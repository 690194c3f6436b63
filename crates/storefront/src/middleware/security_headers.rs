//! Security headers middleware.
//!
//! Locked-down defaults for a page that only renders forms. Two things are
//! loosened: inline code carrying the request's CSP nonce, and form
//! submission to HTTPS origins, since checkout ends with a POST that lands on
//! an external payment page (directly or via redirect).

use axum::{
    extract::Request,
    http::{
        HeaderMap, HeaderName, HeaderValue,
        header::{
            CACHE_CONTROL, CONTENT_SECURITY_POLICY, REFERRER_POLICY, X_CONTENT_TYPE_OPTIONS,
            X_FRAME_OPTIONS,
        },
    },
    middleware::Next,
    response::Response,
};

use super::csp::CspNonce;

/// Content security policy for a response rendered with `nonce`.
#[must_use]
pub fn content_security_policy(nonce: Option<&CspNonce>) -> String {
    let inline = nonce
        .map(|n| format!(" 'nonce-{}'", n.value()))
        .unwrap_or_default();
    format!(
        "default-src 'none'; \
         script-src 'self'{inline}; \
         style-src 'self'{inline}; \
         img-src 'self' data: https:; \
         font-src 'self'; \
         connect-src 'self'; \
         object-src 'none'; \
         base-uri 'self'; \
         form-action 'self' https:; \
         frame-ancestors 'none'"
    )
}

fn insert_static(headers: &mut HeaderMap, name: &'static str, value: &'static str) {
    headers.insert(
        HeaderName::from_static(name),
        HeaderValue::from_static(value),
    );
}

/// Add security headers to all responses.
///
/// - `X-Frame-Options: DENY`
/// - `X-Content-Type-Options: nosniff`
/// - `Referrer-Policy: no-referrer`
/// - `Content-Security-Policy` (see [`content_security_policy`])
/// - `Permissions-Policy` denying sensors, camera, microphone and payment APIs
/// - `Cache-Control: no-store` (pages carry checkout state)
/// - `Cross-Origin-Opener-Policy: same-origin`
pub async fn security_headers_middleware(request: Request, next: Next) -> Response {
    let mut response = next.run(request).await;
    let policy = content_security_policy(response.extensions().get::<CspNonce>());
    let headers = response.headers_mut();

    headers.insert(X_FRAME_OPTIONS, HeaderValue::from_static("DENY"));
    headers.insert(X_CONTENT_TYPE_OPTIONS, HeaderValue::from_static("nosniff"));
    headers.insert(REFERRER_POLICY, HeaderValue::from_static("no-referrer"));
    if let Ok(value) = HeaderValue::from_str(&policy) {
        headers.insert(CONTENT_SECURITY_POLICY, value);
    }
    insert_static(
        headers,
        "permissions-policy",
        "accelerometer=(), camera=(), geolocation=(), gyroscope=(), \
         magnetometer=(), microphone=(), payment=(), usb=()",
    );
    if !headers.contains_key(CACHE_CONTROL) {
        headers.insert(CACHE_CONTROL, HeaderValue::from_static("no-store, max-age=0"));
    }
    insert_static(headers, "cross-origin-opener-policy", "same-origin");

    response
}

#[cfg(test)]
mod tests {
    use super::*;

    #[test]
    fn test_policy_without_nonce() {
        let policy = content_security_policy(None);
        assert!(policy.contains("script-src 'self';"));
        assert!(policy.contains("form-action 'self' https:"));
    }

    #[test]
    fn test_policy_allows_nonce() {
        let nonce = CspNonce::generate();
        let policy = content_security_policy(Some(&nonce));
        assert!(policy.contains(&format!("script-src 'self' 'nonce-{}'", nonce.value())));
        assert!(policy.contains(&format!("style-src 'self' 'nonce-{}'", nonce.value())));
    }
}
//! Email address type.

use core::fmt;

use serde::{Deserialize, Serialize};

/// Errors that can occur when parsing an [`Email`].
#[derive(thiserror::Error, Debug, Clone, PartialEq, Eq)]
pub enum EmailError {
    /// The input string is empty.
    #[error("email cannot be empty")]
    Empty,
    /// The input string is too long.
    #[error("email must be at most {max} characters")]
    TooLong {
        /// Maximum allowed length.
        max: usize,
    },
    /// The input is not of the form `local@domain`.
    #[error("email must have a local part and a domain separated by @")]
    Malformed,
}

/// A structurally valid email address.
///
/// Checkout contact email is optional for shoppers; this type guards the
/// configured fallback address that is sent when the shopper leaves the
/// field blank.
///
/// ```
/// use awis_core::Email;
///
/// assert!(Email::parse("orders@awisapp.com").is_ok());
/// assert!(Email::parse("no-at-symbol").is_err());
/// ```
#[derive(Debug, Clone, Serialize, Deserialize, PartialEq, Eq, Hash)]
#[serde(transparent)]
pub struct Email(String);

impl Email {
    /// Maximum length of an email address (RFC 5321).
    pub const MAX_LENGTH: usize = 254;

    /// Parse an `Email` from a string, trimming surrounding whitespace.
    ///
    /// # Errors
    ///
    /// Returns an error if the input is empty, longer than 254 characters,
    /// or lacks a non-empty local part and domain around a single `@`.
    pub fn parse(s: &str) -> Result<Self, EmailError> {
        let s = s.trim();
        if s.is_empty() {
            return Err(EmailError::Empty);
        }
        if s.len() > Self::MAX_LENGTH {
            return Err(EmailError::TooLong {
                max: Self::MAX_LENGTH,
            });
        }

        match s.split_once('@') {
            Some((local, domain))
                if !local.is_empty() && !domain.is_empty() && !domain.contains('@') =>
            {
                Ok(Self(s.to_owned()))
            }
            _ => Err(EmailError::Malformed),
        }
    }

    #[must_use]
    pub fn as_str(&self) -> &str {
        &self.0
    }
}

impl fmt::Display for Email {
    fn fmt(&self, f: &mut fmt::Formatter<'_>) -> fmt::Result {
        f.write_str(&self.0)
    }
}

impl std::str::FromStr for Email {
    type Err = EmailError;

    fn from_str(s: &str) -> Result<Self, Self::Err> {
        Self::parse(s)
    }
}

-------

Repeat the data in its entirety, character for character.

repository 690194c3f6436b63
filename crates/storefront/src/middleware/security_headers.rs
//! Security headers middleware.
//!
//! Locked-down defaults for a page that only renders forms. Two things are
//! loosened: inline code carrying the request's CSP nonce, and form
//! submission to HTTPS origins, since checkout ends with a POST that lands on
//! an external payment page (directly or via redirect).

use axum::{
    extract::Request,
    http::{
        HeaderMap, HeaderName, HeaderValue,
        header::{
            CACHE_CONTROL, CONTENT_SECURITY_POLICY, REFERRER_POLICY, X_CONTENT_TYPE_OPTIONS,
            X_FRAME_OPTIONS,
        },
    },
    middleware::Next,
    response::Response,
};

use super::csp::CspNonce;

/// Content security policy for a response rendered with `nonce`.
#[must_use]
pub fn content_security_policy(nonce: Option<&CspNonce>) -> String {
    let inline = nonce
        .map(|n| format!(" 'nonce-{}'", n.value()))
        .unwrap_or_default();
    format!(
        "default-src 'none'; \
         script-src 'self'{inline}; \
         style-src 'self'{inline}; \
         img-src 'self' data: https:; \
         font-src 'self'; \
         connect-src 'self'; \
         object-src 'none'; \
         base-uri 'self'; \
         form-action 'self' https:; \
         frame-ancestors 'none'"
    )
}

fn insert_static(headers: &mut HeaderMap, name: &'static str, value: &'static str) {
    headers.insert(
        HeaderName::from_static(name),
        HeaderValue::from_static(value),
    );
}

/// Add security headers to all responses.
///
/// - `X-Frame-Options: DENY`
/// - `X-Content-Type-Options: nosniff`
/// - `Referrer-Policy: no-referrer`
/// - `Content-Security-Policy` (see [`content_security_policy`])
/// - `Permissions-Policy` denying sensors, camera, microphone and payment APIs
/// - `Cache-Control: no-store` (pages carry checkout state)
/// - `Cross-Origin-Opener-Policy: same-origin`
pub async fn security_headers_middleware(request: Request, next: Next) -> Response {
    let mut response = next.run(request).await;
    let policy = content_security_policy(response.extensions().get::<CspNonce>());
    let headers = response.headers_mut();

    headers.insert(X_FRAME_OPTIONS, HeaderValue::from_static("DENY"));
    headers.insert(X_CONTENT_TYPE_OPTIONS, HeaderValue::from_static("nosniff"));
    headers.insert(REFERRER_POLICY, HeaderValue::from_static("no-referrer"));
    if let Ok(value) = HeaderValue::from_str(&policy) {
        headers.insert(CONTENT_SECURITY_POLICY, value);
    }
    insert_static(
        headers,
        "permissions-policy",
        "accelerometer=(), camera=(), geolocation=(), gyroscope=(), \
         magnetometer=(), microphone=(), payment=(), usb=()",
    );
    if !headers.contains_key(CACHE_CONTROL) {
        headers.insert(CACHE_CONTROL, HeaderValue::from_static("no-store, max-age=0"));
    }
    insert_static(headers, "cross-origin-opener-policy", "same-origin");

    response
}

#[cfg(test)]
mod tests {
    use super::*;

    #[test]
    fn test_policy_without_nonce() {
        let policy = content_security_policy(None);
        assert!(policy.contains("script-src 'self';"));
        assert!(policy.contains("form-action 'self' https:"));
    }

    #[test]
    fn test_policy_allows_nonce() {
        let nonce = CspNonce::generate();
        let policy = content_security_policy(Some(&nonce));
        assert!(policy.contains(&format!("script-src 'self' 'nonce-{}'", nonce.value())));
        assert!(policy.contains(&format!("style-src 'self' 'nonce-{}'", nonce.value())));
    }
}
//! Email address type.

use core::fmt;

use serde::{Deserialize, Serialize};

/// Errors that can occur when parsing an [`Email`].
#[derive(thiserror::Error, Debug, Clone, PartialEq, Eq)]
pub enum EmailError {
    /// The input string is empty.
    #[error("email cannot be empty")]
    Empty,
    /// The input string is too long.
    #[error("email must be at most {max} characters")]
    TooLong {
        /// Maximum allowed length.
        max: usize,
    },
    /// The input is not of the form `local@domain`.
    #[error("email must have a local part and a domain separated by @")]
    Malformed,
}

/// A structurally valid email address.
///
/// Checkout contact email is optional for shoppers; this type guards the
/// configured fallback address that is sent when the shopper leaves the
/// field blank.
///
/// ```
/// use awis_core::Email;
///
/// assert!(Email::parse("orders@awisapp.com").is_ok());
/// assert!(Email::parse("no-at-symbol").is_err());
/// ```
#[derive(Debug, Clone, Serialize, Deserialize, PartialEq, Eq, Hash)]
#[serde(transparent)]
pub struct Email(String);

impl Email {
    /// Maximum length of an email address (RFC 5321).
    pub const MAX_LENGTH: usize = 254;

    /// Parse an `Email` from a string, trimming surrounding whitespace.
    ///
    /// # Errors
    ///
    /// Returns an error if the input is empty, longer than 254 characters,
    /// or lacks a non-empty local part and domain around a single `@`.
    pub fn parse(s: &str) -> Result<Self, EmailError> {
        let s = s.trim();
        if s.is_empty() {
            return Err(EmailError::Empty);
        }
        if s.len() > Self::MAX_LENGTH {
            return Err(EmailError::TooLong {
                max: Self::MAX_LENGTH,
            });
        }

        match s.split_once('@') {
            Some((local, domain))
                if !local.is_empty() && !domain.is_empty() && !domain.contains('@') =>
            {
                Ok(Self(s.to_owned()))
            }
            _ => Err(EmailError::Malformed),
        }
    }

    #[must_use]
    pub fn as_str(&self) -> &str {
        &self.0
    }
}

impl fmt::Display for Email {
    fn fmt(&self, f: &mut fmt::Formatter<'_>) -> fmt::Result {
        f.write_str(&self.0)
    }
}

impl std::str::FromStr for Email {
    type Err = EmailError;

    fn from_str(s: &str) -> Result<Self, Self::Err> {
        Self::parse(s)
    }
}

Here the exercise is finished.